You know, we’ve moved from a very liberal town, university town, East Lansing, and not very many people went to church, or at least below the national average, in particular in that city, and people would find out that I was a pastor. And you might think that, oh, up there, you know, maybe they’d say you’re a pastor and they’d be, no, they were always very polite. Even Yankees can be polite. [laughter] Very nice. In fact, they’d usually say “that, that’s great, you’re a pastor.”

Now they had in their mind a certain kind of church.

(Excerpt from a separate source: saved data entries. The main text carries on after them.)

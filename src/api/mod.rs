// HTTP surface (spec.md §6). Handlers are grouped the way the teacher's
// `api::router` composed one sub-router per concern, merged here under one
// `AppState` that carries every engine component the handlers need.

pub mod ws;

use std::sync::Arc;
use std::time::Duration;

use axum::{
    extract::{Path, Query, State},
    response::sse::{Event, KeepAlive, Sse},
    response::IntoResponse,
    routing::{get, post},
    Json, Router,
};
use futures::{Stream, StreamExt};
use serde::Deserialize;
use serde_json::json;
use tokio_stream::wrappers::UnboundedReceiverStream;

use crate::action::rate_limit::RateLimiter;
use crate::action::ActionPipeline;
use crate::auth::AuthUser;
use crate::config::Config;
use crate::engine::combat::CombatEngine;
use crate::engine::monster::MonsterBehaviorTracker;
use crate::engine::quest::QuestManager;
use crate::engine::world::WorldEngine;
use crate::error::{ApiError, ApiResult};
use crate::hub::ConnectionHub;
use crate::llm::LlmGateway;
use crate::model::Player;
use crate::storage::durable::models::GlobalGameState;
use crate::storage::HybridStore;

#[derive(Clone)]
pub struct AppState {
    pub store: HybridStore,
    pub llm: Arc<dyn LlmGateway>,
    pub world: Arc<WorldEngine>,
    pub combat: Arc<CombatEngine>,
    pub monster_behavior: Arc<MonsterBehaviorTracker>,
    pub quests: Arc<QuestManager>,
    pub pipeline: Arc<ActionPipeline>,
    pub rate_limiter: Arc<RateLimiter>,
    pub hub: Arc<ConnectionHub>,
    pub config: Arc<Config>,
}

pub fn router(state: AppState) -> Router {
    Router::new()
        .route("/api/start", post(start_world))
        .route("/api/player", post(create_player))
        .route("/api/action/stream", post(stream_action))
        .route("/api/room/:id", get(get_room))
        .route("/api/world/structure", get(world_structure))
        .route("/api/rate-limit/status/:player_id", get(rate_limit_status))
        .route("/api/rate-limit/config", post(rate_limit_config))
        .route("/api/actions/history/:player_id", get(actions_history))
        .route("/api/chat/history/:room_id", get(chat_history))
        .route("/api/analytics/player/:player_id", get(player_analytics))
        .route("/ws", get(ws::ws_session))
        .with_state(state)
}

/// `POST /start` — initializes the world seed and `room_start` on first
/// call, or reuses them on subsequent calls (spec.md §4.6.3, §6).
async fn start_world(State(state): State<AppState>) -> ApiResult<impl IntoResponse> {
    if state.store.durable.get_global_state().await?.is_none() {
        let seed = state.llm.generate_world_seed().await?;
        state
            .store
            .durable
            .set_global_state(&GlobalGameState {
                world_seed: seed.world_seed,
                main_quest_summary: seed.main_quest_summary,
                starting_state: seed.starting_state,
            })
            .await?;
    }

    let room = state
        .world
        .bootstrap_starting_room()
        .await
        .map_err(|e| ApiError::Internal(e.to_string()))?;
    let global_state = state.store.durable.get_global_state().await?;

    Ok(Json(json!({ "room": room, "global_state": global_state })))
}

#[derive(Deserialize)]
struct CreatePlayerRequest {
    name: String,
}

/// `POST /player {name}` — creates a player owned by the authenticated user
/// and places it in `room_start` (spec.md §6, §3 `current_room` invariant).
async fn create_player(
    State(state): State<AppState>,
    AuthUser(claims): AuthUser,
    Json(req): Json<CreatePlayerRequest>,
) -> ApiResult<impl IntoResponse> {
    if req.name.trim().is_empty() {
        return Err(ApiError::InvalidInput("player name must not be empty".to_string()));
    }

    let mut room = state
        .world
        .bootstrap_starting_room()
        .await
        .map_err(|e| ApiError::Internal(e.to_string()))?;

    let mut player = Player::new(uuid::Uuid::new_v4().to_string(), claims.sub.clone(), req.name);
    player.current_room = Some(room.id.clone());
    state.store.durable.upsert_player(&player).await?;

    if !room.players.contains(&player.id) {
        room.players.push(player.id.clone());
        state.store.durable.upsert_room(&room).await?;
    }

    Ok(Json(player))
}

#[derive(Deserialize)]
struct StreamActionRequest {
    player_id: String,
    action: String,
    room_id: String,
}

/// `POST /action/stream {player_id, action, room_id}` — server-sent event
/// stream of narrative tokens followed by a terminal object (spec.md §4.4,
/// §4.7, §6).
async fn stream_action(
    State(state): State<AppState>,
    Json(req): Json<StreamActionRequest>,
) -> Sse<impl Stream<Item = Result<Event, std::convert::Infallible>>> {
    let (tx, rx) = tokio::sync::mpsc::unbounded_channel();

    tokio::spawn(async move {
        let tx_tokens = tx.clone();
        let result = state
            .pipeline
            .process_action(&req.player_id, &req.room_id, &req.action, |token| {
                let _ = tx_tokens.send(json!({ "token": token }));
            })
            .await;

        match result {
            Ok(outcome) => {
                if let Ok(Some(player)) = state.store.durable.get_player(&req.player_id).await {
                    // spec.md §4.11: the active quest's objective is satisfied
                    // exactly when the LLM's terminal envelope says so via
                    // `updates.quest_objective_complete` (llm::ActionUpdates).
                    let completed_now = outcome
                        .updates
                        .get("quest_objective_complete")
                        .and_then(serde_json::Value::as_bool)
                        .unwrap_or(false);
                    if let Ok(Some(quest_outcome)) = state
                        .quests
                        .on_action(&req.player_id, player.active_quest_id.as_deref(), &outcome.updates, completed_now)
                        .await
                    {
                        let _ = tx.send(json!({ "quest": quest_outcome }));
                    }
                    if let Some(room_id) = &player.current_room {
                        if let Ok(Some(room)) = state.store.durable.get_room(room_id).await {
                            state
                                .hub
                                .broadcast_to_room(room_id, json!({ "type": "room_update", "room": room }), None)
                                .await;
                        }
                    }
                }
                let _ = tx.send(json!({
                    "response": outcome.narrative,
                    "updates": outcome.updates,
                }));
            }
            Err(ApiError::RateLimited(info)) => {
                let _ = tx.send(json!({
                    "error": "rate_limit_exceeded",
                    "rate_limit_info": info,
                    "message": "You have exceeded the action rate limit. Please wait before acting again.",
                }));
            }
            Err(e) => {
                let _ = tx.send(json!({ "error": e.to_string() }));
            }
        }
    });

    let stream = UnboundedReceiverStream::new(rx).map(|value| Ok(Event::default().data(value.to_string())));
    Sse::new(stream).keep_alive(KeepAlive::new().interval(Duration::from_secs(15)))
}

async fn get_room(State(state): State<AppState>, Path(room_id): Path<String>) -> ApiResult<impl IntoResponse> {
    let room = state
        .store
        .durable
        .get_room(&room_id)
        .await?
        .ok_or_else(|| ApiError::NotFound(format!("room {room_id}")))?;
    Ok(Json(room))
}

/// `GET /world/structure` — a non-exhaustive world summary: the global
/// seed/quest state, the known biome palette, and the starting room. The
/// Durable Store has no full coordinate-map query (an infinite grid has no
/// finite listing), so this is a structural snapshot rather than an atlas.
async fn world_structure(State(state): State<AppState>) -> ApiResult<impl IntoResponse> {
    let global_state = state.store.durable.get_global_state().await?;
    let biomes = state.store.durable.list_biomes().await?;
    let start_room = state.store.durable.get_room(crate::model::START_ROOM_ID).await?;
    Ok(Json(json!({
        "global_state": global_state,
        "biomes": biomes,
        "start_room": start_room,
    })))
}

async fn rate_limit_status(State(state): State<AppState>, Path(player_id): Path<String>) -> impl IntoResponse {
    Json(state.rate_limiter.status(&state.store, &player_id).await)
}

#[derive(Deserialize)]
struct RateLimitConfigRequest {
    limit: u32,
    interval_minutes: i64,
}

/// `POST /rate-limit/config` — reconfigures the shared rate limiter at
/// runtime (spec.md §4.7.1: "configurable").
async fn rate_limit_config(State(state): State<AppState>, Json(req): Json<RateLimitConfigRequest>) -> impl IntoResponse {
    state.rate_limiter.reconfigure(req.limit, req.interval_minutes);
    Json(json!({ "limit": req.limit, "interval_minutes": req.interval_minutes }))
}

#[derive(Deserialize)]
struct HistoryQuery {
    limit: Option<isize>,
}

async fn actions_history(
    State(state): State<AppState>,
    Path(player_id): Path<String>,
    Query(q): Query<HistoryQuery>,
) -> ApiResult<impl IntoResponse> {
    let records = state.store.recent_actions(&player_id, q.limit.unwrap_or(50)).await?;
    Ok(Json(records))
}

async fn chat_history(State(state): State<AppState>, Path(room_id): Path<String>) -> ApiResult<impl IntoResponse> {
    let key = crate::storage::transient::chat_history_key(&room_id);
    let messages = state.store.transient.list_range(&key, 0, 19).await?;
    Ok(Json(messages))
}

async fn player_analytics(State(state): State<AppState>, Path(player_id): Path<String>) -> ApiResult<impl IntoResponse> {
    let player = state
        .store
        .durable
        .get_player(&player_id)
        .await?
        .ok_or_else(|| ApiError::NotFound(format!("player {player_id}")))?;
    let action_count = state
        .store
        .count_actions_since(&player_id, chrono::Utc::now() - chrono::Duration::days(30))
        .await?;
    Ok(Json(json!({
        "player_id": player.id,
        "current_room": player.current_room,
        "gold": player.gold,
        "health": player.health,
        "inventory_size": player.inventory.len(),
        "actions_last_30_days": action_count,
    })))
}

They tended to think “church, oh, that’s great, that’s where you go to learn about recycling and that’s where you go to learn about helping the environment and to do nice things for people,” that’s what they were. So they didn’t exactly know what kind of church that we had, but they’d say “you’re a pastor, that’s fine.” And most of them weren’t, but they had no problem, “Jesus is your way of being religious.” If we would have talked more, they said “just don’t insist that other people need to have your same beliefs.”

Now when people say that to you, and let’s talk in particular some young people here, maybe college students, maybe people who are going to go off to college, and you’re going to hear that and somebody is going to say to you “that’s fine, you have Jesus. I don’t take that away from you. Believe whatever you want about Jesus, but why are you telling me I can’t believe whatever I want?”

Well, in one sense, you know, we, we do believe in the liberty of conscience and we believe in religious freedom, and so, yeah, I’m not telling you by force of compulsion what you ought to believe. But we are, as Christians, insisting that if you are to worship God rightly, you must worship Him through the person of His Son Jesus Christ.

Now, it sounds reasonable at first, doesn’t it? Look, you believe what you believe, don’t get bent out of shape about what I believe. It sounds reasonable, except it allows for a form of belief that is tantamount to unbelief. To suggest that Jesus is “a” way to God or “an” expression of the divine, or simply one subjective approach to religious commitment, is to deny virtually everything Jesus says about Himself in the Gospels. So it is not, in fact, just some neutral middle ground: You get to believe Jesus, I get to believe whatever, and just set that aside.

No, if what I believe about Jesus is true about Jesus, objectively true about Him, not just my subjective experience or my way of being religious, but objectively true about Jesus, then these two things are mutually exclusive. If Jesus is who He says He is in John 5, then there is only one way to honor God, and that is by honoring His Son, the Lord Jesus Christ.

Look at verse 23. This is the heart of these two paragraphs and it’s right in the middle of these two paragraphs. You read there, the second sentence: Whoever does not honor the Son does not honor the Father who sent Him. That’s in the Bible. That’s Jesus. If you don’t honor the Son, you don’t honor the Father. And by implication, you cannot truly be honoring the Father unless you honor the Son.

Imagine there are 25 miners trapped in a mine, and the owner of the mine hears about this and he sends his son to go and to rescue them. The son finds a way into the mine and he arrives and he says “everyone, listen, good news, I am the owner’s son. I’m his son, and I know the way out of this mine. Follow me and you can be free.” But the men reject him, they mock him, they beat him. They say “we’re not following you.”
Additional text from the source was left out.